医原性クッシング症候群が疑われる場合は、今まで飲んでいた薬の種類・投与量・投与日数などの処方歴を詳しく見直す必要がありますので、それらの情報を持って動物病院で相談してみましょう。


クッシング症候群の治療方法は?

自然発生クッシング症候群ではほとんどの場合、薬物療法を行います。しかしその処方は複雑で、薬を飲んだからといって治療に確実性や信頼性があるとは言い切れません。

また、もし腫瘍がある場合は手術による摘出が最善の方法ですが、現段階では犬や猫に対する脳下垂体の手術は行われていないので放射線療法以外に根本的な原因をなくす方法がなく、積極的な治療を望むことが難しいのが現状です。なお、副腎腫瘍の場合、良性であれば摘出により治療の効果も望めますが、悪性の場合は腹腔内やその他に転移してしまう可能性があるので、手術自体が不可能なことも多く、一般的に予後が悪いケースが多いようです。

医原性クッシング症候群の場合には、内服している副腎皮質ホルモン剤を徐々に減らしていけば回復します。また、できればその後は原因となる薬剤をやめるようにしましょう。


どんなことに気をつければいいの?

自然発生クッシング症候群の場合は原因が腫瘍や遺伝によるものなので、飼い主さんが気をつけて防げるものではありません。また、長い間、副腎皮質ホルモンの薬を飲んでいるときに前述のような症状がみられた場合は、医原性クッシング症候群の可能性も考えられます。

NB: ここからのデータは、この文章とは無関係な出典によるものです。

//! Conversation flow core for the guided post-creation dialogue.
//!
//! The `/create_post` flow walks a user through uploading a product image,
//! describing it, picking one of several generated variant images and one of
//! several generated captions. State lives in a [`crate::session::Session`];
//! this module holds the state enum, the decoded callback actions and the
//! navigation arithmetic so the transitions stay testable without a bot.

use serde::{Deserialize, Serialize};

/// States of the `/create_post` conversation. The terminal state has no
/// variant: reaching it removes the session from the store.
#[derive(Clone, Copy, Debug, Default, PartialEq, Eq, Serialize, Deserialize)]
pub enum FlowState {
    #[default]
    AwaitImage,
    AwaitDescription,
    ChooseImage,
    ChooseCaption,
}

/// Direction of image navigation in the review step.
#[derive(Clone, Copy, Debug, PartialEq, Eq)]
pub enum NavDirection {
    Prev,
    Next,
}

/// Inline keyboard actions, decoded once at the callback boundary.
///
/// Keyboards are built from [`CallbackAction::payload`] so the wire tokens and
/// the parser cannot drift apart.
#[derive(Clone, Copy, Debug, PartialEq, Eq)]
pub enum CallbackAction {
    PrevImage,
    NextImage,
    SelectImage,
    RegenerateImages,
    RegenerateCaptions,
    ChooseCaption(usize),
    CancelPost,
}

impl CallbackAction {
    /// Decode a callback payload. Unknown payloads yield `None` and are
    /// ignored by the caller.
    pub fn parse(data: &str) -> Option<Self> {
        match data {
            "prev_image" => Some(Self::PrevImage),
            "next_image" => Some(Self::NextImage),
            "select_image" => Some(Self::SelectImage),
            "regenerate_images" => Some(Self::RegenerateImages),
            "regenerate_captions" => Some(Self::RegenerateCaptions),
            "cancel_post" => Some(Self::CancelPost),
            other => other
                .strip_prefix("caption_")
                .and_then(|index| index.parse::<usize>().ok())
                .map(Self::ChooseCaption),
        }
    }

    /// The wire token placed in the inline keyboard button.
    pub fn payload(&self) -> String {
        match self {
            Self::PrevImage => "prev_image".to_string(),
            Self::NextImage => "next_image".to_string(),
            Self::SelectImage => "select_image".to_string(),
            Self::RegenerateImages => "regenerate_images".to_string(),
            Self::RegenerateCaptions => "regenerate_captions".to_string(),
            Self::ChooseCaption(index) => format!("caption_{index}"),
            Self::CancelPost => "cancel_post".to_string(),
        }
    }
}

/// Wrap-around index movement over `count` generated images.
///
/// `count == 0` leaves the index untouched; callers never present navigation
/// controls without at least one image.
pub fn step_index(index: usize, count: usize, direction: NavDirection) -> usize {
    if count == 0 {
        return index;
    }
    match direction {
        NavDirection::Next => (index + 1) % count,
        NavDirection::Prev => (index + count - 1) % count,
    }
}

/// Validates a product description input.
pub fn validate_description(input: &str) -> Result<String, &'static str> {
    let trimmed = input.trim();

    if trimmed.is_empty() {
        return Err("empty");
    }

    if trimmed.len() > 2000 {
        return Err("too_long");
    }

    Ok(trimmed.to_string())
}

#[cfg(test)]
mod tests {
    use super::*;

    #[test]
    fn test_callback_action_parsing() {
        assert_eq!(CallbackAction::parse("prev_image"), Some(CallbackAction::PrevImage));
        assert_eq!(CallbackAction::parse("next_image"), Some(CallbackAction::NextImage));
        assert_eq!(CallbackAction::parse("select_image"), Some(CallbackAction::SelectImage));
        assert_eq!(
            CallbackAction::parse("regenerate_images"),
            Some(CallbackAction::RegenerateImages)
        );
        assert_eq!(
            CallbackAction::parse("regenerate_captions"),
            Some(CallbackAction::RegenerateCaptions)
        );
        assert_eq!(CallbackAction::parse("cancel_post"), Some(CallbackAction::CancelPost));
        assert_eq!(CallbackAction::parse("caption_0"), Some(CallbackAction::ChooseCaption(0)));
        assert_eq!(CallbackAction::parse("caption_2"), Some(CallbackAction::ChooseCaption(2)));

        // Unknown payloads decode to nothing
        assert_eq!(CallbackAction::parse(""), None);
        assert_eq!(CallbackAction::parse("caption_"), None);
        assert_eq!(CallbackAction::parse("caption_x"), None);
        assert_eq!(CallbackAction::parse("confirm"), None);
    }

    #[test]
    fn test_payload_round_trip() {
        let actions = [
            CallbackAction::PrevImage,
            CallbackAction::NextImage,
            CallbackAction::SelectImage,
            CallbackAction::RegenerateImages,
            CallbackAction::RegenerateCaptions,
            CallbackAction::ChooseCaption(1),
            CallbackAction::CancelPost,
        ];
        for action in actions {
            assert_eq!(CallbackAction::parse(&action.payload()), Some(action));
        }
    }

    #[test]
    fn test_step_index_wraps_both_ways() {
        assert_eq!(step_index(0, 3, NavDirection::Next), 1);
        assert_eq!(step_index(2, 3, NavDirection::Next), 0);
        assert_eq!(step_index(0, 3, NavDirection::Prev), 2);
        assert_eq!(step_index(1, 3, NavDirection::Prev), 0);
    }

    #[test]
    fn test_step_index_single_image() {
        assert_eq!(step_index(0, 1, NavDirection::Next), 0);
        assert_eq!(step_index(0, 1, NavDirection::Prev), 0);
    }

    #[test]
    fn test_step_index_empty_list_is_noop() {
        assert_eq!(step_index(0, 0, NavDirection::Next), 0);
        assert_eq!(step_index(0, 0, NavDirection::Prev), 0);
    }

    #[test]
    fn test_description_validation() {
        assert!(validate_description("Clay Vase - elegant").is_ok());
        assert_eq!(validate_description("  trimmed  ").unwrap(), "trimmed");

        assert!(validate_description("").is_err());
        assert!(validate_description("   ").is_err());
        assert!(validate_description(&"a".repeat(2001)).is_err());
    }
}
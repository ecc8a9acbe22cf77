//! UI Builder module for creating keyboards and formatting messages

use teloxide::types::{InlineKeyboardButton, InlineKeyboardMarkup};

// Import localization
use crate::localization::{t_args_lang, t_lang};

// Import flow and session types
use crate::flow::CallbackAction;
use crate::session::Caption;

/// Position label for the image review caption, e.g. "2/3".
pub fn image_position_label(index: usize, count: usize) -> String {
    format!("{}/{}", index + 1, count)
}

/// Caption text shown under a variant image in the review step.
pub fn format_image_review_caption(
    index: usize,
    count: usize,
    language_code: Option<&str>,
) -> String {
    t_args_lang(
        "image-review-caption",
        &[("position", &image_position_label(index, count))],
        language_code,
    )
}

/// Create the inline keyboard for image review: navigation, selection,
/// regeneration and cancellation.
pub fn create_image_review_keyboard(language_code: Option<&str>) -> InlineKeyboardMarkup {
    let buttons = vec![
        vec![
            InlineKeyboardButton::callback(
                t_lang("btn-prev", language_code),
                CallbackAction::PrevImage.payload(),
            ),
            InlineKeyboardButton::callback(
                t_lang("btn-next", language_code),
                CallbackAction::NextImage.payload(),
            ),
        ],
        vec![InlineKeyboardButton::callback(
            t_lang("btn-select", language_code),
            CallbackAction::SelectImage.payload(),
        )],
        vec![
            InlineKeyboardButton::callback(
                t_lang("btn-regenerate-images", language_code),
                CallbackAction::RegenerateImages.payload(),
            ),
            InlineKeyboardButton::callback(
                t_lang("btn-cancel", language_code),
                CallbackAction::CancelPost.payload(),
            ),
        ],
    ];

    InlineKeyboardMarkup::new(buttons)
}

/// Create the inline keyboard for caption selection.
pub fn create_caption_choice_keyboard(
    caption_count: usize,
    language_code: Option<&str>,
) -> InlineKeyboardMarkup {
    let mut buttons: Vec<Vec<InlineKeyboardButton>> = (0..caption_count)
        .map(|i| {
            vec![InlineKeyboardButton::callback(
                t_args_lang("caption-option", &[("index", &(i + 1).to_string())], language_code),
                CallbackAction::ChooseCaption(i).payload(),
            )]
        })
        .collect();

    buttons.push(vec![
        InlineKeyboardButton::callback(
            t_lang("btn-regenerate-captions", language_code),
            CallbackAction::RegenerateCaptions.payload(),
        ),
        InlineKeyboardButton::callback(
            t_lang("btn-cancel", language_code),
            CallbackAction::CancelPost.payload(),
        ),
    ]);

    InlineKeyboardMarkup::new(buttons)
}

/// Format the generated captions as a numbered list for review.
pub fn format_caption_list(captions: &[Caption], language_code: Option<&str>) -> String {
    let mut result = format!("{}\n\n", t_lang("choose-caption-title", language_code));

    for (i, caption) in captions.iter().enumerate() {
        result.push_str(&format!(
            "{}:\n{}\n{} {}\n\n",
            t_args_lang("caption-option", &[("index", &(i + 1).to_string())], language_code),
            caption.text,
            caption.emojis.concat(),
            caption.hashtags.join(" ")
        ));
    }

    result
}

/// Compose the final post text from the chosen caption.
pub fn compose_final_post(caption: &Caption) -> String {
    format!(
        "{}\n\n{}\n{}",
        caption.text,
        caption.emojis.concat(),
        caption.hashtags.join(" ")
    )
}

どちらにせよ、ご紹介したクッシング症候群のような症状が見られたら、早めに動物病院へ相談してみるのがいいでしょう。


もしもクッシング症候群になってしまったら…

クッシング症候群に罹患しているペットの食事管理は非常に重要です。

症状のひとつとして多飲多尿の傾向があるため、十分に水が飲めない場合にはすぐに脱水症状を起こしてしまいます。そのため、常に新鮮な水を与えられるように注意することが大切です。

また、お腹の膨らみは脂肪によるもので、これは代謝の変化により筋肉の消耗が激しくなり、筋肉が脂肪へと変わってしまうことが原因です。そのため、できるだけ低脂肪で適度なたんぱく質が入っている食事を与えましょう。ただし、病状によって食事管理の内容は異なるため、必ず獣医師の指示に従いながら行いましょう。


まとめ

クッシング症候群は、管理するために大変な努力が必要となる病気です。この病気になってしまったペットは、進行すると徐々に重篤な病的変化が現れてくるので、飼い主さんは獣医師と常に連絡を取り合って管理をしていく必要があります。そのためには、検査や治療に対する飼い主さんの協力がとても重要になるため、病気のことをしっかりと理解し、どんな状況でもすぐに対応できるように準備をしておきましょう。

どんな病気にも言えることではありますが、クッシング症候群は特に、日々の管理が予後に影響してくる病気ですので、うまく病態をコントロールして、できるだけ長い期間を元気に過ごしてほしいですよね。